Any pics,or test threads on them f3?


----------



## urban1026835 (Sep 20, 2014)

over at the farm there is a MASSIVE grow along going on where everyone is doing a sort of side by side ith some pretty big numbers being run @genuity


----------



## TonightYou (Sep 20, 2014)

kgp said:


> What you guys fail to realize is that this is a worked line. He spent several years selecting to make this f3.
> 
> Name other breeders hat actually work there line? Bet you could fit them on one hand.
> 
> ...


You raise a good point, very few breeders work lines. I can only think of a handful that do in-lining. I think Moondawg actually is cheaper as Mosca offers a similar cross (F1), plus its an F2.


----------



## akhiymjames (Sep 20, 2014)

Kgp hit the nail on the head. Had forgot about about them being worked. I wish more of the top breeders would do this but I think lots of breeders don't work the lines as people are into pheno hunting and finding gems themselves instead of having one pheno chosen for them and worked


----------



## TonightYou (Sep 20, 2014)

akhiymjames said:


> Kgp hit the nail on the head. Had forgot about about them being worked. I wish more of the top breeders would do this but I think lots of breeders don't work the lines as people are into pheno hunting and finding gems themselves instead of having one pheno chosen for them and worked


Some people like the pheno hunt, but wouldn't it be great to have beans that are relatively similar, having locked down traits, slight variations, and predictability within a pack?
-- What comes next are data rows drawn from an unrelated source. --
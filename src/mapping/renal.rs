//! Renal tumour pathology categories
//!
//! Codes and Danish descriptions as they appear in kidney resection and
//! biopsy reports: histological subtype, prognostic scores, grades, TNM
//! staging and necrosis.

use super::{Category, CodeMapping};

/// Kidney site codes; a diagnosis entry is relevant when it mentions one of these
pub const KIDNEY_SITE_CODES: &[&str] = &[
    "T71000", "T71003", "T71007", "T71008", "T7100R", "T7100S", "T7100T", "T7100U", "T71010",
    "T71020",
];

/// Histological subtype
pub const SUBTYPE: &[(&str, &str)] = &[
    ("M82603", "papillært adenokarcinom"),
    ("M82900", "onkocytom (oksyfilt adenom)"),
    ("M829A1", "onkocytær tumor NOS"),
    ("M83103", "clear cell adenokarcinom"),
    ("M83113", "fumarat hydratase-deficient renalcellekarcinom"),
    ("M83123", "uklassificerbart renalcellekarcinom"),
    ("M83161", "multilokulær cystisk clear cell neoplasi, lavt malignitetspotentiale"),
    ("M83163", "tubulocystisk renalcellekarcinom"),
    ("M83173", "kromofobt renalcellekarcinom"),
    ("M83193", "samlerørskarcinom"),
    ("M831A3", "mucinøst tubulært og spindle cell karcinom"),
    ("M831D3", "succinat dehydrogenase-deficient renalcellekarcinom"),
    ("M831E3", "erhvervet cystisk nyresygdom-associeret renalcellekarcinom"),
    ("M831F3", "eosinofilt solidt og cystisk renalcellekarcinom"),
    ("M831G3", "TFE3-rearrangeret renalcellekarcinom"),
    ("M831H3", "TFEB-ændret renalcellekarcinom"),
    ("M831J3", "ELOC-muteret renalcellekarcinom"),
    ("M831K3", "ALK-rearrangeret renalcellekarcinom"),
    ("M83231", "clear cell papillær renalcelletumor"),
    ("M83250", "metanefrisk adenom"),
    ("M84803", "mucinøst adenokarcinom"),
    ("M84903", "Signetringscellekarcinom"),
    ("M73050", "onkocytær metaplasi"),
];

/// Leibovich prognostic score
pub const LEIBOVICH_SCORE: &[(&str, &str)] = &[
    ("ÆF000B", "Leibovich score 0"),
    ("ÆF001B", "Leibovich score 1"),
    ("ÆF002B", "Leibovich score 2"),
    ("ÆF003B", "Leibovich score 3"),
    ("ÆF004B", "Leibovich score 4"),
    ("ÆF005B", "Leibovich score 5"),
    ("ÆF006B", "Leibovich score 6"),
    ("ÆF007B", "Leibovich score 7"),
    ("ÆF008B", "Leibovich score 8"),
    ("ÆF009B", "Leibovich score 9"),
    ("ÆF010B", "Leibovich score 10"),
    ("ÆF011B", "Leibovich score 11"),
];

/// Resection margin status
// TODO: confirm with pathology whether M09402 reads "resektionsrande" or "resektionsrand"
pub const RESECTION_RANGE: &[(&str, &str)] = &[
    ("M09400", "resektionsrande frie"),
    ("M09401", "resektionsrande ikke frie"),
    ("M09402", "resektionsrande kan ikke vurderes"),
    ("M09405", "resektionsflade fri"),
    ("M09406", "resektionsflade ikke fri"),
    ("M09407", "resektionsflade kan ikke vurderes"),
    ("M0940A", "resektionsafstand tilstrækkelig"),
    ("M0940B", "resektionsafstand ikke tilstrækkelig"),
    ("M0940P", "adenom i resektionsrand"),
];

/// Fuhrman nuclear grade
pub const FUHRMAN_GRADE: &[(&str, &str)] = &[
    ("ÆYYX10", "grad 1"),
    ("ÆYYX20", "grad 2"),
    ("ÆYYX30", "grad 3"),
    ("ÆYYX40", "grad 4"),
    ("ÆYYX50", "grad 5"),
];

/// WHO grade
pub const WHO_SCORE: &[(&str, &str)] = &[
    ("ÆYYYH1", "WHO grad 1"),
    ("ÆYYYH2", "WHO grad 2"),
    ("ÆYYYH3", "WHO grad 3"),
    ("ÆYYYH4", "WHO grad 4"),
    ("ÆYYYH5", "WHO grad 5"),
];

/// ISUP grade
pub const ISUP_GRADE: &[(&str, &str)] = &[
    ("ÆF0601", "ISUP grad 1"),
    ("ÆF0602", "ISUP grad 2"),
    ("ÆF0603", "ISUP grad 3"),
    ("ÆF0604", "ISUP grad 4"),
    ("ÆF0605", "ISUP grad 5"),
];

/// Sarcomatoid differentiation
pub const SARKOMATOID: &[(&str, &str)] = &[("ÆYYY0V", "sarkomatoid")];

/// Pathological T stage
pub const T_STAGE: &[(&str, &str)] = &[
    ("ÆF1800", "pT"),
    ("ÆF1810", "pTis"),
    ("ÆF181A", "pTa"),
    ("ÆF1820", "pT0"),
    ("ÆF1830", "pT1"),
    ("ÆF1831", "pT1a"),
    ("ÆF1832", "pT1b"),
    ("ÆF1833", "pT1c"),
    ("ÆF1834", "pT1a1"),
    ("ÆF1835", "pT1a2"),
    ("ÆF1836", "pT1b1"),
    ("ÆF1837", "pT1b2"),
    ("ÆF1838", "pT1d"),
    ("ÆF1839", "pT1mi"),
    ("ÆF183A", "pT1c1"),
    ("ÆF183B", "pT1c2"),
    ("ÆF183C", "pT1c3"),
    ("ÆF1840", "pT2"),
    ("ÆF1841", "pT2a"),
    ("ÆF1842", "pT2b"),
    ("ÆF1843", "pT2c"),
    ("ÆF1844", "pT2d"),
    ("ÆF1845", "pT2a1"),
    ("ÆF1846", "pT2a2"),
    ("ÆF1850", "pT3"),
    ("ÆF1851", "pT3a"),
    ("ÆF1852", "pT3b"),
    ("ÆF1853", "pT3c"),
    ("ÆF1854", "pT3d"),
    ("ÆF1860", "pT4"),
    ("ÆF1861", "pT4a"),
    ("ÆF1862", "pT4b"),
    ("ÆF1863", "pT4c"),
    ("ÆF1864", "pT4d"),
    ("ÆF1870", "pTx"),
];

/// Pathological N stage
pub const N_STAGE: &[(&str, &str)] = &[
    ("ÆF1900", "pN0"),
    ("ÆF1902", "pN0(i+)"),
    ("ÆF1903", "pN0(mol-)"),
    ("ÆF1904", "pN0(mol+)"),
    ("ÆF1905", "pN0(sn)"),
    ("ÆF1906", "pN0(i+)(sn)"),
    ("ÆF1907", "pN0(mol-)(sn)"),
    ("ÆF1908", "pN0(mol+)(sn)"),
    ("ÆF1910", "pN1"),
    ("ÆF1911", "pN1a"),
    ("ÆF1912", "pN1b"),
    ("ÆF1913", "pN1c"),
    ("ÆF1914", "pN1(mi)"),
    ("ÆF1915", "pN1(sn)"),
    ("ÆF1916", "pN1(mi)(sn)"),
    ("ÆF1917", "pN1a(sn)"),
    ("ÆF1918", "pN1b(sn)"),
    ("ÆF1919", "pN1c(sn)"),
    ("ÆF1920", "pN2"),
    ("ÆF1921", "pN2a"),
    ("ÆF1922", "pN2b"),
    ("ÆF1923", "pN2(sn)"),
    ("ÆF1924", "pN2a(sn)"),
    ("ÆF1925", "pN2b(sn)"),
    ("ÆF1930", "pN3"),
    ("ÆF1931", "pN3a"),
    ("ÆF1932", "pN3b"),
    ("ÆF1933", "pN3c"),
    ("ÆF1940", "pN4"),
    ("ÆF1950", "pNx"),
];

/// Pathological M stage
pub const M_STAGE: &[(&str, &str)] = &[
    ("ÆF2000", "pM0"),
    ("ÆF2001", "pM0(i+)"),
    ("ÆF2004", "pM0(mol+)"),
    ("ÆF2010", "pM1"),
    ("ÆF2011", "pM1a"),
    ("ÆF2012", "pM1b"),
    ("ÆF2013", "pM1c"),
    ("ÆF2014", "pM1d"),
    ("ÆF2050", "pMx"),
];

/// Tumour necrosis
pub const NEKROSER: &[(&str, &str)] = &[("M54000", "nekrose")];

/// Build the renal mapping in lookup order
#[must_use]
pub fn mapping() -> CodeMapping {
    [
        ("Subtype", SUBTYPE),
        ("LeibovichScore", LEIBOVICH_SCORE),
        ("ResectionRange", RESECTION_RANGE),
        ("FuhrmanGrade", FUHRMAN_GRADE),
        ("WHOScore", WHO_SCORE),
        ("ISUPGrade", ISUP_GRADE),
        ("Sarkomatoid", SARKOMATOID),
        ("TStage", T_STAGE),
        ("NStage", N_STAGE),
        ("MStage", M_STAGE),
        ("Nekroser", NEKROSER),
    ]
    .into_iter()
    .fold(CodeMapping::new(), |mapping, (name, pairs)| {
        mapping.with_category(Category::from_pairs(name, pairs))
    })
}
The above is why I have been popping IBLs recently. Granted I've missed vigour for the most part. Still awaiting harvest, but it should be interesting.


----------



## kgp (Sep 20, 2014)

akhiymjames said:


> Kgp hit the nail on the head. Had forgot about about them being worked. I wish more of the top breeders would do this but I think lots of breeders don't work the lines as people are into pheno hunting and finding gems themselves instead of having one pheno chosen for them and worked


Is that why? Or don't they have a choice?
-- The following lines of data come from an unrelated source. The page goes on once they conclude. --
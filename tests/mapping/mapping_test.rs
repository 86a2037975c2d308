//! Tests for the code mapping tables

use pato_episodes::mapping::{bladder, renal};
use pato_episodes::{Category, CodeMapping};

#[test]
fn test_renal_categories_in_order() {
    let mapping = CodeMapping::renal();
    assert_eq!(
        mapping.category_names(),
        vec![
            "Subtype",
            "LeibovichScore",
            "ResectionRange",
            "FuhrmanGrade",
            "WHOScore",
            "ISUPGrade",
            "Sarkomatoid",
            "TStage",
            "NStage",
            "MStage",
            "Nekroser",
        ]
    );
}

#[test]
fn test_bladder_categories_in_order() {
    let mapping = CodeMapping::bladder();
    assert_eq!(
        mapping.category_names(),
        vec!["SampleSite", "MalignancyGrade", "SampleType", "Variant", "Histology"]
    );
    assert_eq!(bladder::SITE_CODES.len(), 12);
}

#[test]
fn test_lookup_finds_code_and_description() {
    let mapping = CodeMapping::renal();
    assert_eq!(
        mapping.lookup("TStage", "ÆF1852 pT3b"),
        Some(("ÆF1852", "pT3b"))
    );
    assert_eq!(
        mapping.lookup("Subtype", "foo\nM83103 clear cell adenokarcinom\nbar"),
        Some(("M83103", "clear cell adenokarcinom"))
    );
    assert!(renal::KIDNEY_SITE_CODES.contains(&"T71000"));
}

#[test]
fn test_lookup_misses() {
    let mapping = CodeMapping::bladder();
    assert_eq!(mapping.lookup("SampleSite", "T71000 nyre"), None);
    assert_eq!(mapping.lookup("NoSuchCategory", "T74000 urinblære"), None);
    // Matching is case-sensitive
    assert_eq!(mapping.lookup("SampleSite", "t74000 urinblære"), None);
}

#[test]
fn test_first_entry_wins_over_longer_code() {
    let mapping = CodeMapping::new().with_category(Category::from_pairs(
        "Site",
        &[("T74", "short"), ("T74000", "long")],
    ));
    assert_eq!(mapping.lookup("Site", "T74000"), Some(("T74", "short")));
}

#[test]
fn test_with_category_replaces_in_place() {
    let mapping = CodeMapping::new()
        .with_category(Category::from_pairs("A", &[("a", "1")]))
        .with_category(Category::from_pairs("B", &[("b", "2")]))
        .with_category(Category::from_pairs("A", &[("x", "3")]));

    assert_eq!(mapping.len(), 2);
    assert_eq!(mapping.category_names(), vec!["A", "B"]);
    assert_eq!(mapping.lookup("A", "a"), None);
    assert_eq!(mapping.lookup("A", "x"), Some(("x", "3")));
}

#[test]
fn test_mapping_from_json() {
    let json = r#"[
        {"name": "SampleSite", "entries": [["T74000", "urinblære"], ["T75000", "urethra"]]},
        {"name": "Empty", "entries": []}
    ]"#;
    let mapping = CodeMapping::from_json_str(json).unwrap();
    assert_eq!(mapping.len(), 2);
    assert_eq!(
        mapping.lookup("SampleSite", "T75000 urethra"),
        Some(("T75000", "urethra"))
    );
    assert_eq!(
        mapping.category("SampleSite").and_then(|c| c.describe("T74000")),
        Some("urinblære")
    );

    assert!(CodeMapping::from_json_str("{").is_err());
}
Tell me it wouldn't be the chit to see rare darkness offer,lee Roy, rugburn, 501 in a f3 line that each one would give you a great representation of the plant the breeder has been working on, the representation they find above average and you can get it consistently?

What about grape stomper f4? Grape phenols 8/10 females? Almost every plant would look like genuity grew it for you. You guys would go ape shit.


----------



## genuity (Sep 20, 2014)

Hehehe...

But it's lots of worked lines out,they just do not get a f1 f2....ect tag.


----------



## akhiymjames (Sep 20, 2014)

kgp said:


> Is that why? Or don't they have a choice?
> 
> Tell me it wouldn't be the chit to see rare darkness offer,lee Roy, rugburn, 501 in a f3 line that each one would give you a great representation of the plant the breeder has been working on, the representation they find above average and you can get it consistently?
> 
> What about grape stomper f4? Grape phenols 8/10 females? Almost every plant would look like genuity grew it for you. You guys would go ape shit.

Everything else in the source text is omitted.